▸ Task objective
Select from the records below every line that has the word "struct" in it.

:: Records shown ::

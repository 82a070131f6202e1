//! Run-length classification of the sorted key stream.

use super::policy::OutputPolicy;
use super::provenance::ProvenanceLog;
use crate::errors::{FilterError, FilterResult};
use crate::protocol::KeyLine;
use std::io::{self, Write};

/// Counters for one run.
#[derive(Debug, Clone, Copy, Default, PartialEq, Eq)]
pub struct ClassStats {
    /// Key lines consumed; equals the sum of all class sizes.
    pub lines: u64,
    pub classes: u64,
    /// Classes of size 2 or more.
    pub non_trivial: u64,
    /// Graphs written, or that would have been written with output suppressed.
    pub written: u64,
}

struct OpenClass {
    /// First member, withheld until the class size is known to be > 1 or the
    /// class closes.
    first: KeyLine,
    size: u64,
}

enum ClassState {
    AwaitingFirst,
    InClass(OpenClass),
    Done,
}

/// Consumes key lines in sort order and writes graphs according to an
/// `OutputPolicy`.
///
/// Consecutive lines with equal canonical form make up one isomorphism
/// class. Only the open class is held in memory.
pub struct Classifier<W, L = io::Sink> {
    policy: OutputPolicy,
    out: W,
    log: Option<ProvenanceLog<L>>,
    state: ClassState,
    stats: ClassStats,
}

impl<W: Write> Classifier<W> {
    pub fn new(policy: OutputPolicy, out: W) -> Self {
        Self {
            policy,
            out,
            log: None,
            state: ClassState::AwaitingFirst,
            stats: ClassStats::default(),
        }
    }
}

impl<W: Write, L: Write> Classifier<W, L> {
    /// Send provenance blocks to `log`. Only used if the policy asks for
    /// provenance.
    pub fn with_log<M: Write>(self, log: M) -> Classifier<W, M> {
        Classifier {
            policy: self.policy,
            out: self.out,
            log: Some(ProvenanceLog::new(log)),
            state: self.state,
            stats: self.stats,
        }
    }

    pub fn stats(&self) -> ClassStats {
        self.stats
    }

    pub fn push(&mut self, line: KeyLine) -> FilterResult<()> {
        self.stats.lines += 1;
        let state = std::mem::replace(&mut self.state, ClassState::AwaitingFirst);
        self.state = match state {
            ClassState::Done => {
                self.state = ClassState::Done;
                return Err(FilterError::Protocol(
                    "key line received after the stream was finished".to_string(),
                ));
            }
            ClassState::AwaitingFirst => ClassState::InClass(self.open(line)?),
            ClassState::InClass(mut class) => {
                if class.first.canonical_form == line.canonical_form {
                    self.extend(&mut class, line)?;
                    ClassState::InClass(class)
                } else {
                    self.close(class)?;
                    ClassState::InClass(self.open(line)?)
                }
            }
        };
        Ok(())
    }

    /// Close the last class and flush. Further calls are no-ops.
    pub fn finish(&mut self) -> FilterResult<ClassStats> {
        if let ClassState::InClass(class) = std::mem::replace(&mut self.state, ClassState::Done) {
            self.close(class)?;
        }
        self.out
            .flush()
            .map_err(|e| FilterError::io("can't write output", e))?;
        if let Some(log) = self.log.as_mut() {
            log.flush().map_err(log_error)?;
            tracing::debug!(blocks = log.blocks(), "provenance log complete");
        }
        Ok(self.stats)
    }

    pub fn into_parts(self) -> (W, Option<L>) {
        (self.out, self.log.map(ProvenanceLog::into_inner))
    }

    /// The provenance log, if the policy wants one and one was attached.
    fn active_log(&mut self) -> Option<&mut ProvenanceLog<L>> {
        let enabled = self.policy.log_provenance;
        self.log.as_mut().filter(|_| enabled)
    }

    fn open(&mut self, line: KeyLine) -> FilterResult<OpenClass> {
        if self.policy.log_provenance {
            sequence_index(&line)?;
        }
        Ok(OpenClass {
            first: line,
            size: 1,
        })
    }

    fn extend(&mut self, class: &mut OpenClass, line: KeyLine) -> FilterResult<()> {
        class.size += 1;
        let member = if self.policy.log_provenance {
            Some(sequence_index(&line)?)
        } else {
            None
        };
        if class.size > 2 {
            if self.policy.emit_all_members {
                self.emit(&line)?;
            }
            if let (Some(member), Some(log)) = (member, self.active_log()) {
                log.push_member(member).map_err(log_error)?;
            }
            return Ok(());
        }

        self.stats.non_trivial += 1;
        let first_written = self.emit(&class.first)?;
        if self.policy.emit_all_members {
            self.emit(&line)?;
        }
        let Some(member) = member else {
            return Ok(());
        };
        let first = sequence_index(&class.first)?;
        // With only non-trivial classes written the block is labelled after
        // both members are out and its first line holds one extra member.
        let duplicates_only = self.policy.only_non_trivial;
        let written = self.stats.written;
        if let Some(log) = self.active_log() {
            if duplicates_only {
                log.open_block(written, &[first, member]).map_err(log_error)?;
            } else {
                log.open_block(first_written, &[first]).map_err(log_error)?;
                log.push_member(member).map_err(log_error)?;
            }
        }
        Ok(())
    }

    fn close(&mut self, class: OpenClass) -> FilterResult<()> {
        self.stats.classes += 1;
        if class.size == 1 {
            if !self.policy.only_non_trivial {
                self.emit(&class.first)?;
            }
            return Ok(());
        }
        if let Some(log) = self.active_log() {
            log.close_block().map_err(log_error)?;
        }
        Ok(())
    }

    /// Write one member and return its 1-based output index.
    fn emit(&mut self, line: &KeyLine) -> FilterResult<u64> {
        self.stats.written += 1;
        if !self.policy.suppress_output {
            let text = if self.policy.use_original_labelling {
                line.original_text.as_deref().ok_or_else(|| {
                    FilterError::Protocol(format!(
                        "no original text for key {}",
                        line.canonical_form
                    ))
                })?
            } else {
                line.canonical_form.as_str()
            };
            writeln!(self.out, "{}", text).map_err(|e| FilterError::io("can't write output", e))?;
        }
        Ok(self.stats.written)
    }
}

fn log_error(e: io::Error) -> FilterError {
    FilterError::io("can't write provenance log", e)
}

fn sequence_index(line: &KeyLine) -> FilterResult<u64> {
    line.sequence_index.ok_or_else(|| {
        FilterError::Protocol(format!(
            "no sequence index for key {}",
            line.canonical_form
        ))
    })
}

:::

▸ Response for this exercise
pub struct ClassStats {
struct OpenClass {
pub struct Classifier<W, L = io::Sink> {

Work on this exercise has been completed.